Thank you, Dr Bawa-Garba, for bringing us to our senses
How annoying. There I was, all ready to go with this blog about how, despite UK GPs having 60% more patient contacts each day than the number considered safe, we should forget about the idea of a cap on consultations because it’s an unworkable waste of time, effort and hot air.
I had all the arguments mapped out.
How, if you cap the number of consultations, we’d just work quickly then put our feet up, or if you cap surgery length we’d see a single patient for a very long appointment, or if you hybrid the two we’d game the system by bringing back unnecessary low-stress follow-ups.
How a consultation would defy definition because of telephone, Skype and email interactions. How the post-cap patient overflow would need seeing somewhere and how that overflow would need a cap and therefore its own overflow, and so on ad nauseam.
It’s Dr Bawa-Garba’s horrific and by now well-documented scapegoating that had led me to this realisation
How, if there’s a ceiling, there might be a floor, too, with the concept of a minimum daily number of consultations coming as a nasty shock to some.

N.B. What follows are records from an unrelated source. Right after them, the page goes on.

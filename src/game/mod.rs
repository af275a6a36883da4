//! Dice game rules.
//!
//! The scoring engine is pure (dice in, points out); the state machine
//! validates turn/roll/score commands and advances turn order. Policy hooks
//! (AI turns, turn-timeout resolution) are traits so the session actor
//! executes decisions without owning them.

pub mod policy;
pub mod scoring;
pub mod state;

pub use policy::{AiPolicy, GreedyPolicy, ScoreLowestPolicy, TimeoutAction, TurnTimeoutPolicy, TurnView};
pub use scoring::{score_roll, Category, Scorecard, ScorecardView};
pub use state::{DiceRoller, FastrandRoller, GameError, GameState, RollResult, ScoreResult};
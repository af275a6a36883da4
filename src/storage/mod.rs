//! Durable keyed storage for one room.
//!
//! The facade is deliberately narrow: six fixed keys, JSON-encodable values,
//! durable writes, tagged not-found. Every operation is instrumented with
//! start/end telemetry. Values are wrapped in a versioned envelope; reads of
//! unknown versions fail closed.

pub mod memory;

use async_trait::async_trait;
use serde::de::DeserializeOwned;
use serde::{Deserialize, Serialize};
use std::sync::Arc;
use std::time::Instant;
use thiserror::Error;

use crate::instrumentation::{Telemetry, TelemetryEvent};
use crate::metrics::ServerMetrics;

pub use memory::InMemoryStorage;

/// Current schema version written into every envelope.
pub const SCHEMA_VERSION: u32 = 1;

/// The fixed key set used by the room actor.
#[derive(Debug, Clone, Copy, PartialEq, Eq, Hash, Serialize, Deserialize)]
#[serde(rename_all = "snake_case")]
pub enum StorageKey {
    Room,
    Game,
    Seats,
    Chat,
    AlarmQueue,
    Invites,
}

impl StorageKey {
    pub const ALL: [StorageKey; 6] = [
        StorageKey::Room,
        StorageKey::Game,
        StorageKey::Seats,
        StorageKey::Chat,
        StorageKey::AlarmQueue,
        StorageKey::Invites,
    ];

    pub fn as_str(self) -> &'static str {
        match self {
            StorageKey::Room => "room",
            StorageKey::Game => "game",
            StorageKey::Seats => "seats",
            StorageKey::Chat => "chat",
            StorageKey::AlarmQueue => "alarm_queue",
            StorageKey::Invites => "invites",
        }
    }
}

impl std::fmt::Display for StorageKey {
    fn fmt(&self, f: &mut std::fmt::Formatter<'_>) -> std::fmt::Result {
        f.write_str(self.as_str())
    }
}

/// Storage failure kinds.
#[derive(Debug, Clone, Error)]
pub enum StorageError {
    /// The key holds no value. Tagged explicitly so "missing" is never
    /// confused with a stored null.
    #[error("no value stored under '{0}'")]
    NotFound(StorageKey),
    #[error("storage backend failed: {0}")]
    Backend(String),
    #[error("value under '{key}' failed to decode: {detail}")]
    Corrupt { key: StorageKey, detail: String },
    #[error("value under '{key}' has schema version {found}, expected {expected}")]
    UnsupportedVersion {
        key: StorageKey,
        found: u32,
        expected: u32,
    },
}

impl StorageError {
    pub fn is_not_found(&self) -> bool {
        matches!(self, StorageError::NotFound(_))
    }
}

/// Raw keyed JSON storage. Writes must be durable before returning.
#[async_trait]
pub trait StorageBackend: Send + Sync {
    async fn get(&self, key: &str) -> Result<Option<serde_json::Value>, StorageError>;
    async fn put(&self, key: &str, value: serde_json::Value) -> Result<(), StorageError>;
    async fn delete(&self, key: &str) -> Result<bool, StorageError>;
    async fn list(&self, prefix: Option<&str>) -> Result<Vec<String>, StorageError>;
}

/// Versioned envelope around every stored value.
#[derive(Debug, Clone, Serialize, Deserialize)]
struct VersionedRecord<T> {
    version: u32,
    data: T,
}

/// Instrumented storage facade handed to the room actor.
#[derive(Clone)]
pub struct RoomStorage {
    backend: Arc<dyn StorageBackend>,
    telemetry: Arc<Telemetry>,
    metrics: Arc<ServerMetrics>,
}

impl RoomStorage {
    pub fn new(
        backend: Arc<dyn StorageBackend>,
        telemetry: Arc<Telemetry>,
        metrics: Arc<ServerMetrics>,
    ) -> Self {
        Self {
            backend,
            telemetry,
            metrics,
        }
    }

    /// Read and decode the value under `key`. Absent keys are
    /// [`StorageError::NotFound`]; unknown schema versions fail closed.
    pub async fn get<T: DeserializeOwned>(&self, key: StorageKey) -> Result<T, StorageError> {
        self.telemetry.emit(&TelemetryEvent::StorageReadStart { key });
        ServerMetrics::increment(&self.metrics.storage_reads);
        let started = Instant::now();

        let result = self.get_inner(key).await;

        self.telemetry.emit(&TelemetryEvent::StorageReadEnd {
            key,
            duration_ms: duration_ms(started),
            success: !matches!(&result, Err(e) if !e.is_not_found()),
        });
        if matches!(&result, Err(e) if !e.is_not_found()) {
            ServerMetrics::increment(&self.metrics.storage_failures);
        }
        result
    }

    /// Like [`RoomStorage::get`], mapping NotFound to `None`.
    pub async fn get_opt<T: DeserializeOwned>(
        &self,
        key: StorageKey,
    ) -> Result<Option<T>, StorageError> {
        match self.get(key).await {
            Ok(value) => Ok(Some(value)),
            Err(e) if e.is_not_found() => Ok(None),
            Err(e) => Err(e),
        }
    }

    /// Durably write `value` under `key`.
    pub async fn put<T: Serialize>(&self, key: StorageKey, value: &T) -> Result<(), StorageError> {
        self.telemetry.emit(&TelemetryEvent::StorageWriteStart { key });
        ServerMetrics::increment(&self.metrics.storage_writes);
        let started = Instant::now();

        let result = self.put_inner(key, value).await;

        self.telemetry.emit(&TelemetryEvent::StorageWriteEnd {
            key,
            duration_ms: duration_ms(started),
            success: result.is_ok(),
        });
        if result.is_err() {
            ServerMetrics::increment(&self.metrics.storage_failures);
        }
        result
    }

    /// Remove the value under `key`; returns whether it existed.
    pub async fn delete(&self, key: StorageKey) -> Result<bool, StorageError> {
        ServerMetrics::increment(&self.metrics.storage_deletes);
        let result = self.backend.delete(key.as_str()).await;
        match &result {
            Ok(existed) => {
                self.telemetry.emit(&TelemetryEvent::StorageDelete { key, existed: *existed });
            }
            Err(e) => {
                ServerMetrics::increment(&self.metrics.storage_failures);
                self.telemetry.emit(&TelemetryEvent::ErrorStorageFailed {
                    key,
                    detail: e.to_string(),
                });
            }
        }
        result
    }

    /// List stored key names, optionally filtered by prefix.
    pub async fn list(&self, prefix: Option<&str>) -> Result<Vec<String>, StorageError> {
        self.backend.list(prefix).await
    }

    async fn get_inner<T: DeserializeOwned>(&self, key: StorageKey) -> Result<T, StorageError> {
        let raw = self
            .backend
            .get(key.as_str())
            .await?
            .ok_or(StorageError::NotFound(key))?;

        let envelope: VersionedRecord<serde_json::Value> =
            serde_json::from_value(raw).map_err(|e| StorageError::Corrupt {
                key,
                detail: e.to_string(),
            })?;
        if envelope.version != SCHEMA_VERSION {
            return Err(StorageError::UnsupportedVersion {
                key,
                found: envelope.version,
                expected: SCHEMA_VERSION,
            });
        }
        serde_json::from_value(envelope.data).map_err(|e| StorageError::Corrupt {
            key,
            detail: e.to_string(),
        })
    }

    async fn put_inner<T: Serialize>(&self, key: StorageKey, value: &T) -> Result<(), StorageError> {
        let envelope = VersionedRecord {
            version: SCHEMA_VERSION,
            data: value,
        };
        let raw = serde_json::to_value(&envelope).map_err(|e| StorageError::Backend(e.to_string()))?;
        self.backend.put(key.as_str(), raw).await
    }
}

fn duration_ms(started: Instant) -> u64 {
    u64::try_from(started.elapsed().as_millis()).unwrap_or(u64::MAX)
}

#[cfg(test)]
mod tests {
    use super::*;
    use serde_json::json;

    fn facade() -> RoomStorage {
        RoomStorage::new(
            Arc::new(InMemoryStorage::new()),
            Arc::new(Telemetry::for_room("AB23CD")),
            Arc::new(ServerMetrics::new()),
        )
    }

    #[tokio::test]
    async fn read_your_writes() {
        let storage = facade();
        storage.put(StorageKey::Room, &json!({"code": "AB23CD"})).await.unwrap();
        let back: serde_json::Value = storage.get(StorageKey::Room).await.unwrap();
        assert_eq!(back["code"], "AB23CD");
    }

    #[tokio::test]
    async fn absent_key_is_tagged_not_found() {
        let storage = facade();
        let err = storage.get::<serde_json::Value>(StorageKey::Game).await.unwrap_err();
        assert!(err.is_not_found());
        assert!(storage.get_opt::<serde_json::Value>(StorageKey::Game).await.unwrap().is_none());
    }

    #[tokio::test]
    async fn stored_null_is_not_not_found() {
        let storage = facade();
        storage.put(StorageKey::Game, &serde_json::Value::Null).await.unwrap();
        let back: serde_json::Value = storage.get(StorageKey::Game).await.unwrap();
        assert!(back.is_null());
    }

    #[tokio::test]
    async fn unknown_version_fails_closed() {
        let backend = Arc::new(InMemoryStorage::new());
        backend
            .put("room", json!({"version": 99, "data": {"code": "AB23CD"}}))
            .await
            .unwrap();
        let storage = RoomStorage::new(
            backend,
            Arc::new(Telemetry::for_room("AB23CD")),
            Arc::new(ServerMetrics::new()),
        );
        let err = storage.get::<serde_json::Value>(StorageKey::Room).await.unwrap_err();
        assert!(matches!(err, StorageError::UnsupportedVersion { found: 99, .. }));
    }

    #[tokio::test]
    async fn malformed_envelope_is_corrupt() {
        let backend = Arc::new(InMemoryStorage::new());
        backend.put("alarm_queue", json!("not an envelope")).await.unwrap();
        let storage = RoomStorage::new(
            backend,
            Arc::new(Telemetry::for_room("AB23CD")),
            Arc::new(ServerMetrics::new()),
        );
        let err = storage.get::<Vec<u8>>(StorageKey::AlarmQueue).await.unwrap_err();
        assert!(matches!(err, StorageError::Corrupt { .. }));
    }

    #[tokio::test]
    async fn delete_reports_existence() {
        let storage = facade();
        storage.put(StorageKey::Invites, &json!({})).await.unwrap();
        assert!(storage.delete(StorageKey::Invites).await.unwrap());
        assert!(!storage.delete(StorageKey::Invites).await.unwrap());
    }

    #[tokio::test]
    async fn list_filters_by_prefix() {
        let storage = facade();
        storage.put(StorageKey::Room, &json!({})).await.unwrap();
        storage.put(StorageKey::AlarmQueue, &json!([])).await.unwrap();
        let all = storage.list(None).await.unwrap();
        assert_eq!(all.len(), 2);
        let filtered = storage.list(Some("alarm")).await.unwrap();
        assert_eq!(filtered, vec!["alarm_queue".to_string()]);
    }

    #[tokio::test]
    async fn serde_round_trip_is_identity() {
        let storage = facade();
        let seats = vec![json!({"userId": "u1", "turnOrder": 0})];
        storage.put(StorageKey::Seats, &seats).await.unwrap();
        let back: Vec<serde_json::Value> = storage.get(StorageKey::Seats).await.unwrap();
        assert_eq!(back, seats);
    }
}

And most of all, how, if we’re honest, some GPs don’t want to debate this openly because they are already quietly putting up the ‘full’ sign each day and would rather continue covertly than have any troublesome contractual clarification.

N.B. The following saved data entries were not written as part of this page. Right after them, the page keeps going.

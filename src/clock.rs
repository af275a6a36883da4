use chrono::{DateTime, Utc};
use std::sync::Arc;

/// Time source injected into the room actor.
///
/// Deadline math (seat reclaim windows, pause timeouts, alarm due times) runs
/// against this trait so tests can pin and advance time deterministically.
pub trait Clock: Send + Sync {
    fn now(&self) -> DateTime<Utc>;
}

/// Production clock backed by the system time.
#[derive(Debug, Default, Clone, Copy)]
pub struct SystemClock;

impl Clock for SystemClock {
    fn now(&self) -> DateTime<Utc> {
        Utc::now()
    }
}

/// Manually advanced clock for deterministic tests.
#[derive(Debug, Clone)]
pub struct ManualClock {
    now: Arc<std::sync::Mutex<DateTime<Utc>>>,
}

impl ManualClock {
    pub fn new(start: DateTime<Utc>) -> Self {
        Self {
            now: Arc::new(std::sync::Mutex::new(start)),
        }
    }

    /// Move the clock forward by `millis`.
    pub fn advance_ms(&self, millis: i64) {
        let mut now = self.now.lock().unwrap_or_else(std::sync::PoisonError::into_inner);
        *now += chrono::Duration::milliseconds(millis);
    }

    /// Jump the clock to an absolute instant.
    pub fn set(&self, instant: DateTime<Utc>) {
        let mut now = self.now.lock().unwrap_or_else(std::sync::PoisonError::into_inner);
        *now = instant;
    }
}

impl Clock for ManualClock {
    fn now(&self) -> DateTime<Utc> {
        *self.now.lock().unwrap_or_else(std::sync::PoisonError::into_inner)
    }
}
/// The room actor. Owns the authoritative state for one room code.
pub struct RoomActor {
    code: String,
    deps: RoomDeps,
    storage: RoomStorage,
    alarms: AlarmQueue,
    telemetry: Arc<Telemetry>,
    lobby: LobbyDispatcher,

    // Authoritative state, mirrored in storage
    room: Option<RoomRecord>,
    seats: SeatRegistry,
    game: Option<GameState>,
    chat: ChatLog,
    typing: TypingState,
    invites: InviteBook,

    // Volatile; rebuilt as sockets re-present their attachments
    connections: ConnectionTable,
    rate: CommandRateLimiter,

    /// Set once the room is abandoned; the run loop exits and the hub
    /// forgets the actor.
    retired: bool,
}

But I can’t do any of that, because I’m wrong. We do have to put a cap on workload, so my column is redundant. Hence me being annoyed. Though probably not as annoyed as Dr Bawa-Garba. And it’s Dr Bawa-Garba’s horrific and by now well-documented scapegoating that had led me to this realisation.
We all know the story and probably, by now, the issues, too: clinical misjudgements become gross negligence manslaughter depending on which way the wind blows, and system/contextual factors are irrelevant. All of which is not conducive to any sort of REM sleep in the foreseeable future.
According to the National Patient Safety Agency, each year, around 10,000 incidents lead to patients dying or experiencing serious harm. And that’s just the ones they know about. Frankly, given how crazy busy it is every Monday, I reckon most of those episodes could be generated by our practice alone. But, of course, it’s the same nationwide, with all of us cutting corners and crossing our fingers just to get through the day and the workload.
Well, now you know. You are just a rotten slice of luck away from being slaughtered in the courts and executed by the GMC. We might as well all turn ourselves in now. And if we don’t, and we soldier on to the point of exhausted dysfunction? The GMC’s view is, apparently, that it’s the duty of doctors not put themselves in a dangerous position in relation to competence and skills. Which is kind of tricky when you’re self employed and you can’t batten down the hatches of safety against a perfect storm of demand.
Which means something has to give, and if it can’t be standards then it has to be workload. Hence a cap. Hence a useless column. Thanks Dr Bawa-Garba. No, really. I mean that.